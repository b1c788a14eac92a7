/*!
 # External data providers

 The event sources depend on outside collaborators: sun times, the current
 weather phrase, the tower-light calendar, sports results, market movement.
 Fetching any of that is not this crate's business: each collaborator is a
 trait returning a typed value, and every fetch attempt is independent and
 best-effort. The implementations here are the fixed/file-backed ones the
 daemon wires by default; network-backed ones plug into the same traits.
*/

use chrono::{DateTime, Local, NaiveTime};
use tracing::warn;

use crate::color::Color;
use crate::{Error, Result};

/// Today's sunrise and sunset
#[derive(Debug, Clone, Copy, PartialEq, Eq)]
pub struct SunTimes {
    pub rise: DateTime<Local>,
    pub set: DateTime<Local>,
}

/// A holiday entry for today: the command to display and its fixed priority
#[derive(Debug, Clone, PartialEq, Eq)]
pub struct HolidayEvent {
    pub name: String,
    pub command: Vec<u8>,
    pub priority: i8,
}

/// One followed team's result from last night
#[derive(Debug, Clone, PartialEq, Eq)]
pub struct TeamResult {
    pub team: String,
    pub won: bool,
}

pub trait SunProvider: Send {
    fn sun_times(&self) -> Result<SunTimes>;
}

/// Tonight's color of the downtown tower, when it announces one worth copying
pub trait TowerProvider: Send {
    fn tonight_color(&self) -> Result<Option<Color>>;
}

/// Current weather condition phrase, e.g. "Thunderstorms"
pub trait WeatherProvider: Send {
    fn current_phrase(&self) -> Result<String>;
}

pub trait CalendarProvider: Send {
    fn todays_event(&self) -> Result<Option<HolidayEvent>>;
}

pub trait SportsProvider: Send {
    fn results(&self) -> Result<Vec<TeamResult>>;
}

/// Daily index delta, available after the market closes
pub trait MarketProvider: Send {
    fn index_delta(&self) -> Result<f64>;
}

/// Sun times at fixed wall-clock hours, today. The stand-in when no
/// forecast service is wired up; defaults match the historical fallback.
#[derive(Debug, Clone, Copy)]
pub struct FixedSun {
    pub rise: NaiveTime,
    pub set: NaiveTime,
}

impl Default for FixedSun {
    fn default() -> Self {
        Self {
            rise: NaiveTime::from_hms_opt(6, 0, 0).unwrap(),
            set: NaiveTime::from_hms_opt(20, 30, 0).unwrap(),
        }
    }
}

impl SunProvider for FixedSun {
    fn sun_times(&self) -> Result<SunTimes> {
        let today = Local::now().date_naive();
        let to_local = |t: NaiveTime| {
            today
                .and_time(t)
                .and_local_timezone(Local)
                .earliest()
                .ok_or(Error::DataUnavailable {
                    source_name: "sun",
                    reason: "time does not exist in the local timezone today".into(),
                })
        };
        Ok(SunTimes {
            rise: to_local(self.rise)?,
            set: to_local(self.set)?,
        })
    }
}

/// No tower feed: the keyframe engine synthesizes its own terminal color
#[derive(Debug, Clone, Copy, Default)]
pub struct NoTower;

impl TowerProvider for NoTower {
    fn tonight_color(&self) -> Result<Option<Color>> {
        Ok(None)
    }
}

/// A canned weather phrase, or none at all
#[derive(Debug, Clone, Default)]
pub struct FixedWeather(pub Option<String>);

impl WeatherProvider for FixedWeather {
    fn current_phrase(&self) -> Result<String> {
        self.0.clone().ok_or(Error::DataUnavailable {
            source_name: "weather",
            reason: "no weather feed configured".into(),
        })
    }
}

/// Holiday calendar file in `YYYY-MM-DD|name|command|priority` lines
#[derive(Debug, Clone)]
pub struct FileCalendar {
    pub path: std::path::PathBuf,
}

impl CalendarProvider for FileCalendar {
    fn todays_event(&self) -> Result<Option<HolidayEvent>> {
        let text = std::fs::read_to_string(&self.path).map_err(|e| Error::DataUnavailable {
            source_name: "calendar",
            reason: format!("{}: {e}", self.path.display()),
        })?;
        let today = Local::now().date_naive().to_string();
        for line in text.lines() {
            let fields: Vec<&str> = line.split('|').collect();
            if fields.len() != 4 {
                if !line.trim().is_empty() {
                    warn!(line, "skipping malformed holiday line");
                }
                continue;
            }
            if fields[0] != today {
                continue;
            }
            let priority: i8 = match fields[3].trim().parse() {
                Ok(p) => p,
                Err(_) => {
                    warn!(line, "skipping holiday line with bad priority");
                    continue;
                }
            };
            return Ok(Some(HolidayEvent {
                name: fields[1].to_string(),
                command: fields[2].as_bytes().to_vec(),
                priority: priority.clamp(-1, 6),
            }));
        }
        Ok(None)
    }
}

/// Canned sports results (empty by default: nobody played)
#[derive(Debug, Clone, Default)]
pub struct FixedSports(pub Vec<TeamResult>);

impl SportsProvider for FixedSports {
    fn results(&self) -> Result<Vec<TeamResult>> {
        Ok(self.0.clone())
    }
}

/// A canned market delta, or no feed at all
#[derive(Debug, Clone, Copy, Default)]
pub struct FixedMarket(pub Option<f64>);

impl MarketProvider for FixedMarket {
    fn index_delta(&self) -> Result<f64> {
        self.0.ok_or(Error::DataUnavailable {
            source_name: "stocks",
            reason: "no market feed configured".into(),
        })
    }
}
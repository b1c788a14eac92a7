/*!
 # Priority scheduler

 Once per cycle: refresh every source's dynamic priority, pick the winner
 from the priority table, dispatch exactly that one handler and put its
 command on the bus. The whole cycle is skipped while an operator override
 holds the light; the flag check is the first thing a tick does.
*/

use std::sync::Arc;

use chrono::{DateTime, Local};
use parking_lot::Mutex;
use tokio::sync::Notify;
use tracing::{debug, error, info, trace, warn};

use crate::bus::CommandBus;
use crate::source::{priority, EventSource};

/// State shared between the scheduler, the interrupt machine and the
/// listener: whether an override is active, and which event last drove the
/// device. The label is owned by whoever dispatched last and is always
/// overwritten whole.
#[derive(Debug)]
pub struct ControlState {
    pub interrupt_active: bool,
    pub current_event: &'static str,
}

pub type SharedState = Arc<Mutex<ControlState>>;

impl ControlState {
    pub fn shared() -> SharedState {
        Arc::new(Mutex::new(ControlState {
            interrupt_active: false,
            current_event: "none",
        }))
    }
}

/// One integer priority per source, in fixed declaration order.
#[derive(Debug, Clone)]
pub struct PriorityTable {
    entries: Vec<(&'static str, i8)>,
}

impl PriorityTable {
    pub fn new(names: impl IntoIterator<Item = &'static str>) -> Self {
        Self {
            entries: names
                .into_iter()
                .map(|name| (name, priority::DISABLED))
                .collect(),
        }
    }

    /// Overwrites one source's priority in place, clamped into [-1, 6].
    pub fn set(&mut self, index: usize, value: i8) {
        self.entries[index].1 = value.clamp(priority::DISABLED, priority::DOMINANT);
    }

    pub fn get(&self, name: &str) -> Option<i8> {
        self.entries
            .iter()
            .find(|(n, _)| *n == name)
            .map(|(_, p)| *p)
    }

    /// Selects the source to dispatch. Deterministic by construction:
    /// strictly greater priority wins, ties go to the first-declared
    /// source, disabled (-1) entries are never selected. When every entry
    /// is disabled the first-declared source is returned; that slot is the
    /// baseline source, which always exists.
    pub fn winner(&self) -> usize {
        let mut best = 0;
        let mut best_priority = priority::DISABLED;
        for (index, (_, p)) in self.entries.iter().enumerate() {
            if *p > best_priority {
                best = index;
                best_priority = *p;
            }
        }
        best
    }

    pub fn snapshot(&self) -> &[(&'static str, i8)] {
        &self.entries
    }
}

/// The decision engine: owns the sources and their priority table.
pub struct Scheduler {
    sources: Vec<Box<dyn EventSource>>,
    table: PriorityTable,
    state: SharedState,
    bus: Arc<CommandBus>,
    last_winner: Option<&'static str>,
}

impl Scheduler {
    /// The order of `sources` is load-bearing: it is the tie-break order,
    /// and the first source must be the always-on baseline.
    pub fn new(sources: Vec<Box<dyn EventSource>>, state: SharedState, bus: Arc<CommandBus>) -> Self {
        let table = PriorityTable::new(sources.iter().map(|s| s.name()));
        Self {
            sources,
            table,
            state,
            bus,
            last_winner: None,
        }
    }

    /// Runs one evaluation cycle, unless an override is active.
    pub async fn tick(&mut self, now: DateTime<Local>) {
        {
            let state = self.state.lock();
            if state.interrupt_active {
                trace!("override active, skipping cycle");
                return;
            }
        }

        debug!("choosing next event");
        for (index, source) in self.sources.iter_mut().enumerate() {
            source.refresh(now);
            self.table.set(index, source.priority());
        }
        trace!(table = ?self.table.snapshot(), "priorities refreshed");

        let index = self.table.winner();
        let source = &mut self.sources[index];
        let name = source.name();
        let repeat = self.last_winner == Some(name);

        match source.dispatch(now, repeat) {
            Ok(dispatch) => {
                if let Some(command) = dispatch.command {
                    if let Err(e) = self.bus.send(&command).await {
                        error!(source = name, error = %e, "device write failed");
                        return;
                    }
                }
                self.last_winner = Some(name);
                self.state.lock().current_event = dispatch.label;
                debug!(source = name, label = dispatch.label, "event dispatched");
            }
            Err(e) => {
                // one bad handler never kills the cycle loop
                warn!(source = name, error = %e, "dispatch failed, cycle dropped");
            }
        }
    }

    /// Drives ticks forever: one per interval, plus an eager one whenever
    /// `wake` is signalled (an override was just cancelled and the light
    /// should not wait out the timer).
    pub async fn run(mut self, interval: std::time::Duration, wake: Arc<Notify>) {
        info!(interval_secs = interval.as_secs(), "scheduler running");
        let mut ticker = tokio::time::interval(interval);
        loop {
            tokio::select! {
                _ = ticker.tick() => {}
                _ = wake.notified() => {
                    debug!("eager re-evaluation requested");
                }
            }
            self.tick(Local::now()).await;
        }
    }
}

#[cfg(test)]
mod tests {
    use super::*;
    use crate::color::Color;
    use crate::keyframe::KeyframeSequence;
    use crate::provider::{FixedMarket, FixedSports, FixedWeather};
    use crate::source::{
        CalendarSource, SleepSource, SportsSource, StocksSource, SunSource, WeatherSource,
    };
    use chrono::TimeZone;
    use tokio::io::AsyncReadExt;

    fn at(hour: u32, minute: u32) -> DateTime<Local> {
        Local.with_ymd_and_hms(2026, 8, 5, hour, minute, 0).unwrap()
    }

    fn sun_source() -> SunSource {
        let keyframes = KeyframeSequence::build(
            at(6, 0),
            at(20, 0),
            Color::new(255, 10, 0),
            Color::new(255, 255, 255),
            Some(Color::new(40, 0, 80)),
        )
        .unwrap();
        SunSource::new(keyframes, Color::new(255, 10, 0))
    }

    struct NullCalendar;
    impl crate::provider::CalendarProvider for NullCalendar {
        fn todays_event(&self) -> crate::Result<Option<crate::provider::HolidayEvent>> {
            Ok(None)
        }
    }

    fn standard_sources(weather: FixedWeather) -> Vec<Box<dyn EventSource>> {
        vec![
            Box::new(sun_source()),
            Box::new(WeatherSource::new(
                Box::new(weather),
                chrono::Duration::seconds(0),
            )),
            Box::new(CalendarSource::new(&NullCalendar)),
            Box::new(SportsSource::new(&FixedSports::default())),
            Box::new(StocksSource::new(Box::new(FixedMarket(None)))),
            Box::new(SleepSource::new(None)),
        ]
    }

    #[test]
    fn winner_is_deterministic_and_skips_disabled() {
        let mut table = PriorityTable::new(["sun", "weather", "calendar", "sports", "stocks"]);
        table.set(0, 0);
        table.set(1, 5);
        table.set(2, -1);
        table.set(3, -1);
        table.set(4, -1);
        for _ in 0..10 {
            assert_eq!(table.winner(), 1);
        }

        // tie: first declared wins
        table.set(3, 5);
        assert_eq!(table.winner(), 1);

        // everything disabled: fall back to the baseline slot
        let all_off = PriorityTable::new(["sun", "weather"]);
        assert_eq!(all_off.winner(), 0);
    }

    #[test]
    fn priorities_clamp_into_band() {
        let mut table = PriorityTable::new(["sun"]);
        table.set(0, 100);
        assert_eq!(table.get("sun"), Some(6));
        table.set(0, -100);
        assert_eq!(table.get("sun"), Some(-1));
    }

    #[tokio::test]
    async fn thunderstorm_outranks_the_sun() {
        let (client, mut server) = tokio::io::duplex(4096);
        let bus = Arc::new(CommandBus::new(client));
        let state = ControlState::shared();
        let mut scheduler = Scheduler::new(
            standard_sources(FixedWeather(Some("Thunderstorms".into()))),
            state.clone(),
            bus,
        );

        scheduler.tick(at(12, 0)).await;

        assert_eq!(scheduler.table.get("sun"), Some(0));
        assert_eq!(scheduler.table.get("weather"), Some(5));
        assert_eq!(scheduler.table.get("calendar"), Some(-1));
        assert_eq!(scheduler.table.get("sports"), Some(-1));
        assert_eq!(scheduler.table.get("stocks"), Some(-1));
        assert_eq!(state.lock().current_event, "weather");

        drop(scheduler);
        let mut sent = Vec::new();
        server.read_to_end(&mut sent).await.unwrap();
        assert!(sent.starts_with(b"32f0201,i5001"));
        assert_eq!(sent[2..].split(|&b| b == b',').count(), 32);
    }

    #[tokio::test]
    async fn quiet_sky_leaves_the_sun_in_charge() {
        let (client, mut server) = tokio::io::duplex(4096);
        let bus = Arc::new(CommandBus::new(client));
        let state = ControlState::shared();
        let mut scheduler =
            Scheduler::new(standard_sources(FixedWeather(None)), state.clone(), bus);

        scheduler.tick(at(6, 30)).await;
        assert_eq!(state.lock().current_event, "sunrise");

        drop(scheduler);
        let mut sent = Vec::new();
        server.read_to_end(&mut sent).await.unwrap();
        assert_eq!(sent, b":255,010,000");
    }

    #[tokio::test]
    async fn override_flag_suppresses_the_cycle() {
        let (client, mut server) = tokio::io::duplex(4096);
        let bus = Arc::new(CommandBus::new(client));
        let state = ControlState::shared();
        state.lock().interrupt_active = true;
        state.lock().current_event = "interrupt";
        let mut scheduler =
            Scheduler::new(standard_sources(FixedWeather(None)), state.clone(), bus);

        scheduler.tick(at(12, 0)).await;
        assert_eq!(state.lock().current_event, "interrupt");

        drop(scheduler);
        let mut sent = Vec::new();
        server.read_to_end(&mut sent).await.unwrap();
        assert!(sent.is_empty(), "no command may reach the device while overridden");
    }
}
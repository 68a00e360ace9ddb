// HTTP request handlers.
// Translate query parameters into feed and gate calls, and results into JSON.

use axum::{
    Json,
    extract::{Query, State},
    http::StatusCode,
    response::{IntoResponse, Response},
};
use serde::{Deserialize, Serialize};

use crate::error::GlanceError;
use crate::feeds::CacheAges;
use crate::quantize::GraphMode;
use crate::state::AvailabilityState;

use super::AppState;

/// Body returned by every display endpoint.
#[derive(Debug, Serialize)]
pub struct ContentResponse {
    pub content: String,
}

/// Error response body.
#[derive(Debug, Serialize)]
pub struct ErrorResponse {
    pub error: String,
}

/// Response body for GET /health.
#[derive(Debug, Serialize)]
pub struct HealthResponse {
    pub status: &'static str,
    pub version: &'static str,
    pub state: AvailabilityState,
    /// Seconds since each feed was last fetched.
    pub cache_age_secs: CacheAges,
}

/// `?enabled=` toggle. Only the literal `true` enables; anything else disables.
#[derive(Debug, Deserialize)]
pub struct ToggleQuery {
    pub enabled: Option<String>,
}

impl ToggleQuery {
    fn value(&self) -> Option<bool> {
        self.enabled.as_deref().map(|v| v == "true")
    }
}

#[derive(Debug, Deserialize)]
pub struct TextQuery {
    pub text: Option<String>,
}

#[derive(Debug, Deserialize)]
pub struct GraphQuery {
    #[serde(default)]
    pub mode: GraphMode,
}

impl IntoResponse for GlanceError {
    fn into_response(self) -> Response {
        let status = match &self {
            GlanceError::ConfigurationMissing(_) => StatusCode::SERVICE_UNAVAILABLE,
            e if e.is_upstream() => StatusCode::BAD_GATEWAY,
            _ => StatusCode::INTERNAL_SERVER_ERROR,
        };
        tracing::warn!(status = status.as_u16(), error = %self, "request failed");
        (
            status,
            Json(ErrorResponse {
                error: self.to_string(),
            }),
        )
            .into_response()
    }
}

fn content(content: String) -> Json<ContentResponse> {
    Json(ContentResponse { content })
}

/// GET /health
pub async fn get_health(State(state): State<AppState>) -> Json<HealthResponse> {
    Json(HealthResponse {
        status: "ok",
        version: env!("CARGO_PKG_VERSION"),
        state: state.feeds.gate().snapshot(),
        cache_age_secs: state.feeds.cache_ages(),
    })
}

/// GET /display (also served as /hello)
pub async fn get_display(State(state): State<AppState>) -> Json<ContentResponse> {
    content(state.feeds.get_display())
}

/// GET /display/set?text=...
///
/// Without a `text` parameter the stored text is left as is; `text=` clears it.
pub async fn set_display(
    State(state): State<AppState>,
    Query(query): Query<TextQuery>,
) -> Json<ContentResponse> {
    match query.text {
        Some(text) => {
            state.feeds.set_display(&text);
            content(text)
        }
        None => content(state.feeds.get_display()),
    }
}

/// GET /state[?enabled=true|false]
pub async fn toggle_state(
    State(state): State<AppState>,
    Query(query): Query<ToggleQuery>,
) -> Json<AvailabilityState> {
    let current = match query.value() {
        Some(enabled) => state.feeds.set_enabled(enabled),
        None => state.feeds.gate().snapshot(),
    };
    Json(current)
}

/// GET /auto[?enabled=true|false]
pub async fn toggle_auto_mode(
    State(state): State<AppState>,
    Query(query): Query<ToggleQuery>,
) -> Json<AvailabilityState> {
    let current = match query.value() {
        Some(auto_mode) => state.feeds.set_auto_mode(auto_mode),
        None => state.feeds.gate().snapshot(),
    };
    Json(current)
}

/// GET /commits
pub async fn get_commits(
    State(state): State<AppState>,
) -> Result<Json<ContentResponse>, GlanceError> {
    Ok(content(state.feeds.commits_summary().await?))
}

/// GET /weather
pub async fn get_weather(
    State(state): State<AppState>,
) -> Result<Json<ContentResponse>, GlanceError> {
    Ok(content(state.feeds.weather_summary().await?))
}

/// GET /graph[?mode=bitmap|levels]
pub async fn get_graph(
    State(state): State<AppState>,
    Query(query): Query<GraphQuery>,
) -> Result<Json<ContentResponse>, GlanceError> {
    Ok(content(state.feeds.contribution_graph(query.mode).await?))
}
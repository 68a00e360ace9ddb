// GitHub API module.
// Provides the client and types for reading contribution data over GraphQL.

pub mod client;
pub mod endpoints;
pub mod types;

pub use client::GitHubClient;
pub use types::*;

=====

## EXERCISE GOAL
Search the entries above for the word "TowerProvider" and copy each line where it appears.

## EXERCISE RESPONSE
pub trait TowerProvider: Send {
impl TowerProvider for NoTower {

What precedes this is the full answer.